I could see something now, grayness and shapes, a light source very faint. I was in the room in Krebs’s house. Maybe. I could be in China, or in Dr. Zubkoff’s laboratory. It looked like my bedroom at Krebs’s, but looks are deceiving, oh yes. Painters deceive you all the time, or used to.
I didn’t sleep as the daylight penetrated the room. I tried not to think, but thoughts came. Time passed. People came into the room and out again, I was cleaned and put back into a fresh bed. A woman tried to spoon food into my mouth, but I kept my jaws clenched and struck out at her and screamed until some men came in and tied my hands to the bed frame. That was fine with me. I wasn’t going anywhere.
A tapping on the door, or so it seemed. I lay very, very still and hoped it would go away. No, another tap and a voice. It said, “Chaz?” A familiar voice? How could I tell?
Sound of a door opening, and a click and the room was flooded with hideous light-I could see everything! I squirmed down under the covers to hide my face. A weight on the bed next to me, tugging at the quilt, a voice. It was Lotte’s voice, should have been comforting, I missed her so much, or somebody missed her, although it may have been someone else. She wanted me to get up, she pleaded, the children are upset. How long have they been here? I wondered. Are they really here at all?
She exposed my face and I didn’t try to hide it. Best to be completely passive. She looked a lot like Lotte my wife, but her face was blurry, not in focus, like the face of the dwarf in my painting. She touched my face. She said, “Oh, Chaz, what has happened to you?”
I’d like to know that too, I really would.

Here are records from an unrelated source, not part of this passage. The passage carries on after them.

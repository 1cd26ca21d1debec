#![allow(clippy::unwrap_used, clippy::expect_used)]

mod common;

use std::sync::Arc;

use common::{FakeFactory, ListProvider};
use dbctx::{
    ContextError, ContextOptions, CoreOptionsExtension, OptionsBuilder, ProviderSelector,
    RelationalOptionsExtension,
};

type FakeSql = RelationalOptionsExtension<FakeFactory>;

fn fake_sql(cs: &str) -> FakeSql {
    RelationalOptionsExtension::with_connection_string(FakeFactory::seeded(0), cs)
}

struct Orders;

#[test]
fn with_extension_leaves_receiver_untouched() {
    let base = Arc::new(ContextOptions::new().with_extension(CoreOptionsExtension::default()));
    let next = Arc::new(base.with_extension(fake_sql("db=a")));

    assert!(!Arc::ptr_eq(&base, &next));
    assert_eq!(base.len(), 1);
    assert!(base.has_extension::<CoreOptionsExtension>());
    assert!(!base.has_extension::<FakeSql>());
    assert_eq!(next.len(), 2);
    assert!(next.has_extension::<CoreOptionsExtension>());
}

#[test]
fn same_kind_twice_keeps_only_the_second() {
    let mut builder = OptionsBuilder::new(Arc::new(ContextOptions::new()));
    builder
        .add_or_update_extension(fake_sql("db=first"))
        .add_or_update_extension(fake_sql("db=second"));

    let options = builder.into_options();
    assert_eq!(options.len(), 1);
    assert_eq!(
        options.extension::<FakeSql>().unwrap().connection_string(),
        "db=second"
    );
}

#[test]
fn every_add_produces_a_new_snapshot() {
    let seed = Arc::new(ContextOptions::for_context::<Orders>());
    let mut builder = OptionsBuilder::new(Arc::clone(&seed));
    assert!(Arc::ptr_eq(&seed, builder.options()));

    builder.enable_detailed_errors();
    let after_core = Arc::clone(builder.options());
    assert!(!Arc::ptr_eq(&seed, &after_core));

    builder.enable_sensitive_data_logging();
    assert!(!Arc::ptr_eq(&after_core, builder.options()));

    // Earlier snapshots keep their own view.
    assert!(!after_core.core().sensitive_data_logging);
    assert!(after_core.core().detailed_errors);
    let core = builder.options().core();
    assert!(core.sensitive_data_logging && core.detailed_errors);

    // The tag survives copy-on-write.
    assert_eq!(
        builder.options().context_type(),
        seed.context_type()
    );
}

#[test]
fn describe_redacts_unless_sensitive_logging_is_enabled() {
    let mut builder = OptionsBuilder::new(Arc::new(ContextOptions::new()));
    builder.add_or_update_extension(fake_sql("Data Source=x;Password=hunter2"));
    assert!(!builder.options().describe().contains("hunter2"));

    builder.enable_sensitive_data_logging();
    assert!(builder.options().describe().contains("hunter2"));
}

#[test]
fn selector_reports_missing_provider() {
    let options = ContextOptions::for_context::<Orders>().with_extension(CoreOptionsExtension::default());
    let err = ProviderSelector::resolve(&options).unwrap_err();
    match err {
        ContextError::NoDataStoreConfigured { context } => assert_eq!(context, "Orders"),
        other => panic!("unexpected error: {other:?}"),
    }
}

#[test]
fn selector_picks_the_single_provider() {
    let options = ContextOptions::new()
        .with_extension(CoreOptionsExtension::default())
        .with_extension(ListProvider::empty());
    let provider = ProviderSelector::resolve(&options).unwrap();
    assert_eq!(provider.provider_name(), "list");
}

#[test]
fn selector_rejects_two_providers() {
    let options = ContextOptions::new()
        .with_extension(fake_sql("db=a"))
        .with_extension(ListProvider::empty());
    let err = ProviderSelector::resolve(&options).unwrap_err();
    match err {
        ContextError::MultipleDataStoresConfigured { providers, .. } => {
            assert_eq!(providers, vec!["fake-sql", "list"]);
        }
        other => panic!("unexpected error: {other:?}"),
    }
}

I didn’t know what to say to her. I didn’t want to ask her. I didn’t want to know who she’d been married to.
She said, “I have been so worried. Krebs said you had had a relapse, you were incoherent, raving. I came as soon as I could.”
I rummaged around for a while until I found my voice, one that sounded strange in my ears. I said, “I was painting the royal family. I am the greatest painter of the age.”
“Look at me,” she ordered. “You know who I am.”
I said, “You look like Lotte. Is this real?” and I laughed, a horrible sound. Lunatics are always depicted as laughing; we speak of maniacal laughter, and this is why. When the ground of reality is stripped away, when meaning itself takes a walk, what’s left is this monstrous hilarity.
And tears. I wept and she held me, and perhaps the reality of the familiar body, the smell of her hair, her perfume, worked on a brain level below the one that was screwed up so badly, and I calmed a little. She spoke slowly and gently as she often did to the children, about being summoned, about Krebs arranging everything, how he thought the presence of my family would help get me through this crisis.
And into my mind then, in the midst of the most extreme existential terror, came the thought that now my only course was to cleave to the wisdom of the sages and the bumper stickers and simply abandon all memory as unreliable, to discard the past and the future and simply try to exist moment to moment and see what happened. So, whoever this nice woman was, I was not going to ask her to confirm or deny anything about my past or about who Krebs was; I was just going to let her take the lead, and follow.
I said, “My memory is all scrambled.”
“But you remember me, yes? And the children?”